[A release we sent out last week, embargoed until today.]
Project needlessly destructive of fragile desert, endangered species habitat
Camp Ivanpah, a group that opposes the pending construction of the Ivanpah Solar Electric Generating Station in California’s Mojave Desert, will conduct a non-violent, legal gathering on the site on September 14-16 to educate the public about the ecological treasures the site holds, and to publicize the group’s opposition to locating an industrial solar facility on the site just as government agencies are poised to approve the project.
The site, on 3,600 acres of intact old-growth creosote habitat adjacent to the Mojave National Preserve, is prime habitat for the federally listed threatened desert tortoise, and is important to at least 19 other animal species of concern including desert bighorn, golden eagles and burrowing owls. Surveyors have detected 10 plant species of concern on the site, with more likely present. Centuries-old Mojave yucca clumps are abundant on the site, as is so-called “desert pavement,” a naturally occurring soil type that may have taken as long as 10,000 years to form, and which is a crucial component of the desert’s erosion control systems.
The group is planning educational discussions on the site to discuss wildlife, plants, geology, and other facets of the old-growth desert slated for destruction, as well as viable alternatives to the project.
“This is some of the finest desert landscape I have seen in many years of exploring and enjoying our deserts,” said longtime desert protection activist Sid Silliman. “To bulldoze intact, ancient habitat like this for a few years of inefficient power generation is an atrocity.”
The project would install more than 170,000 moving mirror assemblies, called “heliostats,” that would focus the desert sun’s rays on boilers atop three towers that would stand 459 feet tall — taller than the Great Pyramid of Cheops. The glare from the mirrors and from the white-hot boilers atop the towers would be visible from a large part of the Mojave National Preserve.
Approval of the project is expected this month. Desert tortoises will then be dug out of their burrows on the site almost immediately thereafter, said tortoise biologist Laura Cunningham. “And that will be a death sentence for many of those tortoises, perhaps most of them. Even with the best science, tortoise relocations have resulted in almost 50 percent short term mortality, and probably much more than that in the longer term.”
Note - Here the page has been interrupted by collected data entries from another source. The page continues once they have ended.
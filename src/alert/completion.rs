//! Single-use completion signal between the filter, its alert hook, and the host.

use crate::error::PublishError;
use tokio::sync::oneshot;
use tokio::sync::oneshot::error::TryRecvError;

type Outcome = Result<(), PublishError>;

/// Create a connected completion pair.
pub fn channel() -> (Done, Completion) {
    let (tx, rx) = oneshot::channel();
    (Done { tx }, Completion { rx })
}

/// Completion handle given to whoever finishes the run.
///
/// Consumed on use, so a run can only be signalled once. Dropping it without
/// calling any method resolves the paired [`Completion`] to
/// [`PublishError::CompletionDropped`].
#[derive(Debug)]
pub struct Done {
    tx: oneshot::Sender<Outcome>,
}

impl Done {
    /// Signal success.
    pub fn finish(self) {
        self.complete(Ok(()));
    }

    /// Signal failure of the named alert.
    pub fn fail(self, alert: impl Into<String>, message: impl Into<String>) {
        self.complete(Err(PublishError::Alert {
            name: alert.into(),
            message: message.into(),
        }));
    }

    /// Signal an arbitrary outcome.
    pub fn complete(self, outcome: Outcome) {
        // The host may have stopped listening; nothing left to notify then.
        let _ = self.tx.send(outcome);
    }
}

/// Host side of a run's completion.
#[derive(Debug)]
pub struct Completion {
    rx: oneshot::Receiver<Outcome>,
}

impl Completion {
    /// Wait for the run to be signalled.
    pub async fn wait(self) -> Outcome {
        match self.rx.await {
            Ok(outcome) => outcome,
            Err(_) => Err(PublishError::CompletionDropped),
        }
    }

    /// Block the current thread until the run is signalled.
    ///
    /// Must not be called from within an async runtime.
    pub fn wait_blocking(self) -> Outcome {
        match self.rx.blocking_recv() {
            Ok(outcome) => outcome,
            Err(_) => Err(PublishError::CompletionDropped),
        }
    }

    /// Poll without blocking. `None` means the alert hook has not signalled yet.
    pub fn try_result(&mut self) -> Option<Outcome> {
        match self.rx.try_recv() {
            Ok(outcome) => Some(outcome),
            Err(TryRecvError::Empty) => None,
            Err(TryRecvError::Closed) => Some(Err(PublishError::CompletionDropped)),
        }
    }
}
“It’s not just the tortoises,” said Chris Clarke, an environmental journalist and desert writer. “This is a landscape that is unimaginably ancient. It is diverse, it is thriving, and it is ours. This is public land, and we object to handing it over to the energy industry so that it can be destroyed for short-term profit. We absolutely need to move away from fossil fuels, and the sooner the better, but rooftop solar is cheaper, faster, and far less destructive than giant subsidized desert projects like the Ivanpah SEGS.”
The group’s experts will be available by cell phone at the encampment for press questions.
Additional Information:
The proposed project would be constructed within the Northeastern Mojave Recovery Unit for the desert tortoise. This population is genetically the most distinctive unit of the desert tortoise in the Mojave Desert. The Ivanpah Valley is considered excellent quality tortoise habitat. The project, combined with future proposed projects, would also significantly affect a genetically distinct subpopulation of desert tortoise that occurs in the Ivanpah Valley.
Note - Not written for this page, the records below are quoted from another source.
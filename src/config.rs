//! Configuration
//!
//! Layered configuration for the publish gate: built-in defaults, an optional
//! `publish-gate.toml` in the workspace, then `PUBLISH_GATE_*` environment
//! variables.

mod facade;
mod merge;
mod sources;

pub use facade::ConfigLoader;

use crate::alert::AlertSpec;
use crate::filter::FilterOptions;
use crate::logging::LoggingConfig;
use serde::{Deserialize, Serialize};
use std::path::{Path, PathBuf};

/// Workspace configuration file name.
pub const CONFIG_FILE_NAME: &str = "publish-gate.toml";

/// Environment variable prefix.
pub const ENV_PREFIX: &str = "PUBLISH_GATE";

fn default_source() -> PathBuf {
    PathBuf::from("src")
}

/// Publish gate configuration
#[derive(Debug, Clone, PartialEq, Serialize, Deserialize)]
pub struct PublishConfig {
    /// Keep draft items
    #[serde(default)]
    pub draft: bool,

    /// Keep private items
    #[serde(default)]
    pub private: bool,

    /// Keep future-dated items
    #[serde(default)]
    pub future: bool,

    /// Alert strategy for deferred items; none completes immediately
    #[serde(default)]
    pub alert: Option<AlertSpec>,

    /// Content directory, relative to the workspace root
    #[serde(default = "default_source")]
    pub source: PathBuf,

    #[serde(default)]
    pub logging: LoggingConfig,
}

impl Default for PublishConfig {
    fn default() -> Self {
        Self {
            draft: false,
            private: false,
            future: false,
            alert: None,
            source: default_source(),
            logging: LoggingConfig::default(),
        }
    }
}

impl PublishConfig {
    pub fn filter_options(&self) -> FilterOptions {
        FilterOptions {
            draft: self.draft,
            private: self.private,
            future: self.future,
        }
    }

    /// Content directory resolved against the workspace root.
    pub fn source_dir(&self, workspace_root: &Path) -> PathBuf {
        if self.source.is_absolute() {
            self.source.clone()
        } else {
            workspace_root.join(&self.source)
        }
    }

    /// Alert spec with relative report paths resolved against the workspace root.
    pub fn alert_spec(&self, workspace_root: &Path) -> Option<AlertSpec> {
        self.alert
            .clone()
            .map(|spec| spec.with_base_dir(workspace_root))
    }
}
Given the project’s location on a large portion of the Ivanpah Valley, and that the project site supports 10 special-status plant species, it is reasonable to conclude that a substantial portion of the suitable habitat for some of these plants would be affected by construction of the project, increasing the threat of local extirpation of the Ivanpah Valley portion of these species’ ranges.
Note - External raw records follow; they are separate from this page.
//! Flush timing for partially filled packets.
//!
//! A packet is sent when it is full, or once it has been open for
//! `max_latency_ms`, whichever comes first. Times are readings of a
//! free-running millisecond counter and may wrap.

/// Decide when an open packet must be flushed.
#[derive(Clone, Copy, Debug, PartialEq, Eq)]
#[cfg_attr(feature = "defmt", derive(defmt::Format))]
pub struct FlushScheduler {
    opened_at: Option<u32>,
    max_latency_ms: u32,
}

impl FlushScheduler {
    pub const fn new(max_latency_ms: u32) -> Self {
        Self {
            opened_at: None,
            max_latency_ms,
        }
    }

    pub fn max_latency_ms(&self) -> u32 {
        self.max_latency_ms
    }

    /// Record the time the first byte went into the packet. Later calls
    /// before `clear()` keep the original time.
    pub fn mark_open(&mut self, now_ms: u32) {
        if self.opened_at.is_none() {
            self.opened_at = Some(now_ms);
        }
    }

    /// `true` when a packet is open and has waited at least the latency
    /// budget.
    pub fn is_due(&self, now_ms: u32) -> bool {
        self.opened_at
            .is_some_and(|opened| now_ms.wrapping_sub(opened) >= self.max_latency_ms)
    }

    pub fn is_open(&self) -> bool {
        self.opened_at.is_some()
    }

    /// Forget the open packet (it was flushed or discarded).
    pub fn clear(&mut self) {
        self.opened_at = None;
    }
}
It’s good to see that some direct action is being taken. Good luck! Hopefully this will result in some kind of public uproar which will make them take more time to approve the project, at minimum.
Wish I could be there! Hope you get some coverage.
*clenched-tentacle salute*
Great write-up, I learned quite a bit from this relative to the potential destruction of a unique ecosystem. Good luck, this will take a lot of tenacity and patience. I’ve been in these fights before and it will come down to who has the last person standing, barring an unfair referee.